* _Work to complete_
Please copy every line from the records below that contains the string "plain".

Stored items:
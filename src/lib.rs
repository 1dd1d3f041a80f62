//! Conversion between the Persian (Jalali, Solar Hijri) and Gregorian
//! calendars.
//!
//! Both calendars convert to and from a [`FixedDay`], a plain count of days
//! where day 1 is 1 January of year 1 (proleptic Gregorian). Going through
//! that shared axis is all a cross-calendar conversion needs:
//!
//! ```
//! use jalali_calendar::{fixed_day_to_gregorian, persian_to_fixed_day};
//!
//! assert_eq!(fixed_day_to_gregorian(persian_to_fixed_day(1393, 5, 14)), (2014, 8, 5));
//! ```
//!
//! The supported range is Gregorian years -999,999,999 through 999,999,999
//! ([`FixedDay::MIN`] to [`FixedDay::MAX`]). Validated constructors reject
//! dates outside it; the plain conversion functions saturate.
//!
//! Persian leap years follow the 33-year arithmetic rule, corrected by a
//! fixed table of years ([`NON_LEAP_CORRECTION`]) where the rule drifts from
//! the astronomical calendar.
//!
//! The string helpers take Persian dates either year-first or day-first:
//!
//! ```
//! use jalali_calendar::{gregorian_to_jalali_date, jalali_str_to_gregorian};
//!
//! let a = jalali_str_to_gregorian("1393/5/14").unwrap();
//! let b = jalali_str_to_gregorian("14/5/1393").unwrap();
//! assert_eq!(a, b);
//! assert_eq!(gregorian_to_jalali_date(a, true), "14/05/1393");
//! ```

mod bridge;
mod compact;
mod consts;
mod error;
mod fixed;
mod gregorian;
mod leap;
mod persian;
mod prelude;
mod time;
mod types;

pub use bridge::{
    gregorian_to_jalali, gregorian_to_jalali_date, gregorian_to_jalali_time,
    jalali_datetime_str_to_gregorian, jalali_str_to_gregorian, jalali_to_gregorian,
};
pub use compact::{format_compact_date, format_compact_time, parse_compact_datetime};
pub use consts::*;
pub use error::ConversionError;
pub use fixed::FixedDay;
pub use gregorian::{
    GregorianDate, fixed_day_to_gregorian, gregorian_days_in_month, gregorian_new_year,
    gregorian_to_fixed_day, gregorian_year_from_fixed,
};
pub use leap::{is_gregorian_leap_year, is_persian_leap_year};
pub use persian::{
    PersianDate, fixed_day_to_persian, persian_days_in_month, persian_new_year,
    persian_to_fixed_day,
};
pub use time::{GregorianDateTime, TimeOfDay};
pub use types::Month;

---

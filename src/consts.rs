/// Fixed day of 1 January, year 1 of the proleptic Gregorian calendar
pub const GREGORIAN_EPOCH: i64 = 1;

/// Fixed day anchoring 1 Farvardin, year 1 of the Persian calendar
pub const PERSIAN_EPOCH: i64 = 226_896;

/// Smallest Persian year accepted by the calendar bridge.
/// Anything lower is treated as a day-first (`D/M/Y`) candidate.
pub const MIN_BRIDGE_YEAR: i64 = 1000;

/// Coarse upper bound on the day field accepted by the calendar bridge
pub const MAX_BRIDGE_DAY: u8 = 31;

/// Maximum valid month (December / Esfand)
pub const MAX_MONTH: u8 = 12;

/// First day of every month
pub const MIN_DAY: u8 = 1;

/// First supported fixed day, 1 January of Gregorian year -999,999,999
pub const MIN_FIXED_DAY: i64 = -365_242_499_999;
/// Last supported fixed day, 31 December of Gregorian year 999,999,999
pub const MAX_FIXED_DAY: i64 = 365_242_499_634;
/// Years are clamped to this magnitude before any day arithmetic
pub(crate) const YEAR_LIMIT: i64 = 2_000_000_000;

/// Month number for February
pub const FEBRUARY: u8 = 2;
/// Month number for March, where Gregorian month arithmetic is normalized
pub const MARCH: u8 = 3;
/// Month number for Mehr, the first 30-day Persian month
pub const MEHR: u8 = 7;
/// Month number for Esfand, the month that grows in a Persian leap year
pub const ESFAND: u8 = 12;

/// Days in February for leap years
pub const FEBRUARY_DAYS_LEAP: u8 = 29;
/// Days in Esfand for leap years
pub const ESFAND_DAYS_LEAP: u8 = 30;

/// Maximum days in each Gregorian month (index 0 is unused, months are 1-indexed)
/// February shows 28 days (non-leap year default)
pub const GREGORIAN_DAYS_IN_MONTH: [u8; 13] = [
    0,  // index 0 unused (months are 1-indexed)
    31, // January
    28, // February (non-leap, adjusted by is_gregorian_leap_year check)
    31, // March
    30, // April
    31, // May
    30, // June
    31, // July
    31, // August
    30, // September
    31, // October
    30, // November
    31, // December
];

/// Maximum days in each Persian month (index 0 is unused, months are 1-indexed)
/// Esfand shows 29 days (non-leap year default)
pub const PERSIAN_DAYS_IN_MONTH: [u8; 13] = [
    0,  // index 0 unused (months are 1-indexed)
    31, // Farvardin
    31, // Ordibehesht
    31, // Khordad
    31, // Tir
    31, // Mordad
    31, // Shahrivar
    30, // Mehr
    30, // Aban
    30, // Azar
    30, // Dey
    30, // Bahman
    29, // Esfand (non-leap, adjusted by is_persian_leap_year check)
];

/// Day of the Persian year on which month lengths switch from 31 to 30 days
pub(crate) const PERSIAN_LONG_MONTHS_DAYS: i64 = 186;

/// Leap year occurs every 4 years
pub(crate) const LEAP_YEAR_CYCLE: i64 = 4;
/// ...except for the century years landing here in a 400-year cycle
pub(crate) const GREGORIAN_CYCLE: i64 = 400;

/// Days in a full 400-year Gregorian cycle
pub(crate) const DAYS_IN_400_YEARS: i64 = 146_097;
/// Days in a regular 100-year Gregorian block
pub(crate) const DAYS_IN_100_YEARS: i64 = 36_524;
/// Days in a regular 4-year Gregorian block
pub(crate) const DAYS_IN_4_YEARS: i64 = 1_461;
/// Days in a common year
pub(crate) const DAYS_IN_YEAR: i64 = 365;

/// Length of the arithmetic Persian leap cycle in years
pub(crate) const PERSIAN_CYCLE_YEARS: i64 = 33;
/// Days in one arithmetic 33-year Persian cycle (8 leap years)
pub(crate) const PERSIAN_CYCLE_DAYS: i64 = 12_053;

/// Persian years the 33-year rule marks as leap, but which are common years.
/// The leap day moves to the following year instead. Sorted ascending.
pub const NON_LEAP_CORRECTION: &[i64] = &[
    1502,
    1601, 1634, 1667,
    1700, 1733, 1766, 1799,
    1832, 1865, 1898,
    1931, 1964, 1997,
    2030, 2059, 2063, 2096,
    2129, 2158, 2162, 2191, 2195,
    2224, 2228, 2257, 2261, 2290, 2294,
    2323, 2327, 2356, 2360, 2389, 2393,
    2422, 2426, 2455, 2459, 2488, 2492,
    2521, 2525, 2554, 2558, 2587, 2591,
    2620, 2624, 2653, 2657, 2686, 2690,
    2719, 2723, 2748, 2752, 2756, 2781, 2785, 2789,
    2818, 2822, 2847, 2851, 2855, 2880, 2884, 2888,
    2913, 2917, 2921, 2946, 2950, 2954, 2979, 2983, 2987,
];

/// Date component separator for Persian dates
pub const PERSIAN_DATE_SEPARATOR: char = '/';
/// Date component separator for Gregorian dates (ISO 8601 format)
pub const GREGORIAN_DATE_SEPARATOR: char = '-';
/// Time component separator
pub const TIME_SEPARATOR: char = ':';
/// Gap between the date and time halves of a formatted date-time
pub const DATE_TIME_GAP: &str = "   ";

* _Worked solution_
//! Both calendars convert to and from a [`FixedDay`], a plain count of days
//! dates outside it; the plain conversion functions saturate.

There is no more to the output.